OSHA commonly cites construction employers whose employees fail to use fall protection. In fact, 29 CFR § 1926.501 (Fall Protection in Construction) is the most frequently cited regulation by federal OSHA. Employers who fail to provide and enforce the use of fall protection do so at their own peril, as OSHA will cite employers with willful violations, dramatically increasing the civil penalties. In the event of a fatality a willful citation can then lead to a criminal prosecution by the Department of Justice.
- Presence of Fall Protection Equipment Does not Negate Criminal Intent.
United States v DNRB, Inc., No. 17-3148 (8th Cir. July 17, 2018), is an example of just this kind of prosecution, where OSHA cited the employer for a willful violation of the fall protection standard for steel erection rules, 29 C.F.R. § 1926.760. The Contractor was also criminally prosecuted, convicted, and sentenced to the maximum penalty.
On appeal, the employer challenged the sufficiency of the evidence, several evidentiary rulings and the sentence imposing the statutory maximum fine of $500,000. It argued that the Department of Justice failed to prove the three elements necessary to find a criminal conviction (29 CFR § 666(e)): (1) that the company violated an applicable standard, (2) that it did so willfully, and (3) that the violation caused an employee’s death.
Principally, the employer argued that its conduct was not willful because it provided fall protection and anchorage points, and the employee was wearing a harness. The Court countered that while the employee had a personal fall-arrest harness and connectors, he was not using them to secure himself to an anchorage point on the warehouse’s frame. The Court explained that “the regulations state that employees ‘shall be protected’ by appropriate equipment, not that they merely be provided with or possess such equipment” (emphasis added).
- Court Relies on Past Citation and Prior Warning to Establish Criminal Intent.
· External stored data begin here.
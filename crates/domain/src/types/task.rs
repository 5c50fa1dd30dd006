//! Task records as read from the task store

use chrono::{DateTime, Utc};
use serde::{Deserialize, Serialize};

use crate::impl_domain_status_conversions;
use crate::types::user::User;
use crate::utils::due_date::parse_due_date;

/// Task priority
#[derive(Debug, Clone, Copy, PartialEq, Eq, Default, Serialize, Deserialize)]
pub enum Priority {
    Low,
    #[default]
    Medium,
    High,
}

impl_domain_status_conversions!(Priority {
    Low => "Low",
    Medium => "Medium",
    High => "High",
});

/// Task lifecycle status
#[derive(Debug, Clone, Copy, PartialEq, Eq, Default, Serialize, Deserialize)]
pub enum TaskStatus {
    #[default]
    InProgress,
    Completed,
    Failed,
}

impl_domain_status_conversions!(TaskStatus {
    InProgress => "In Progress",
    Completed => "Completed",
    Failed => "Failed",
});

/// A to-do item with its owner resolved.
///
/// `due_date` is kept exactly as stored; use [`Task::due_at`] for the parsed
/// instant. A missing or unparseable value makes the task ineligible for
/// reminders.
#[derive(Debug, Clone, PartialEq, Eq, Serialize, Deserialize)]
pub struct Task {
    pub id: String,
    pub title: String,
    pub description: Option<String>,
    pub priority: Priority,
    pub due_date: Option<String>,
    pub status: TaskStatus,
    pub owner_id: String,
    pub owner: Option<User>,
}

impl Task {
    /// Parsed due date, `None` when absent or unparseable.
    pub fn due_at(&self) -> Option<DateTime<Utc>> {
        self.due_date.as_deref().and_then(parse_due_date)
    }

    /// Description with surrounding whitespace removed, `None` when blank.
    pub fn description_text(&self) -> Option<&str> {
        self.description.as_deref().map(str::trim).filter(|text| !text.is_empty())
    }
}

#[cfg(test)]
mod tests {
    use chrono::TimeZone;

    use super::*;

    #[test]
    fn status_uses_stored_spelling() {
        assert_eq!(TaskStatus::InProgress.to_string(), "In Progress");
        assert_eq!("in progress".parse::<TaskStatus>().unwrap(), TaskStatus::InProgress);
        assert!("InProgress".parse::<TaskStatus>().is_err());
    }

    #[test]
    fn priority_defaults_to_medium() {
        assert_eq!(Priority::default(), Priority::Medium);
        assert_eq!("HIGH".parse::<Priority>().unwrap(), Priority::High);
    }

    #[test]
    fn due_at_parses_or_yields_none() {
        let mut task = Task {
            id: "t1".into(),
            title: "Pay rent".into(),
            description: Some("   ".into()),
            priority: Priority::High,
            due_date: Some("2025-03-01T09:30:00Z".into()),
            status: TaskStatus::InProgress,
            owner_id: "u1".into(),
            owner: None,
        };

        assert_eq!(task.due_at(), Some(Utc.with_ymd_and_hms(2025, 3, 1, 9, 30, 0).unwrap()));
        assert_eq!(task.description_text(), None);

        task.due_date = Some("next tuesday".into());
        assert_eq!(task.due_at(), None);

        task.due_date = None;
        assert_eq!(task.due_at(), None);
    }
}
//! Database implementations

pub mod manager;
pub mod reminder_ledger_repository;
pub mod task_repository;

pub use manager::*;
pub use reminder_ledger_repository::*;
pub use task_repository::*;
//! Infrastructure error handling

pub mod conversions;

pub use conversions::InfraError;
The Eighth Circuit then noted that the Contractor had a previous citation for violating the same standard (§1926.760), and so concluded that the Contractor was aware of its requirements. “Moreover, a supervisor’s knowledge can be imputed to his employer, and there was evidence supporting a conclusion that [the employee’s] supervisor … intentionally disregarded the safety requirements here.” In fact “a crane operator stated that he expressly warned [the supervisor] about [the employee’s] failure to use fall-protection equipment.”
Finally, the Court found that the employee would not have fallen to his death had he been connected to an anchorage point, and that the employer’s failure to make him use required fall-protection equipment was a “but-for cause” of his death. In addition it determined that the fall was “a foreseeable and natural result” of working more than 30 feet above the ground without using fall-protection equipment.
- Employers Must Enforce Safety Rules and Contest Unfounded Citations.
Employers may draw numerous lessons from this case. Foremost is the absolute importance of providing fall protection, supervising employees who are exposed to fall hazards to ensure they use the equipment, and enforcing the employer’s safety rules. Only then will employers be able to prove the affirmative defense of employee misconduct when an employee fails to use his assigned fall protection equipment. United States v DNRB, Inc., shows the perils for employers who fail to enforce safety rules and fail to respond to reports of noncompliance by an employee. This case also illustrates how accepting and settling citations may set-up an employer for a willful citation in the future, and even a criminal prosecution in the event of a fatal accident. Employers should consult with legal counsel regarding an OSHA fall protection citation and ensure that any defensible citations are contested and vacated.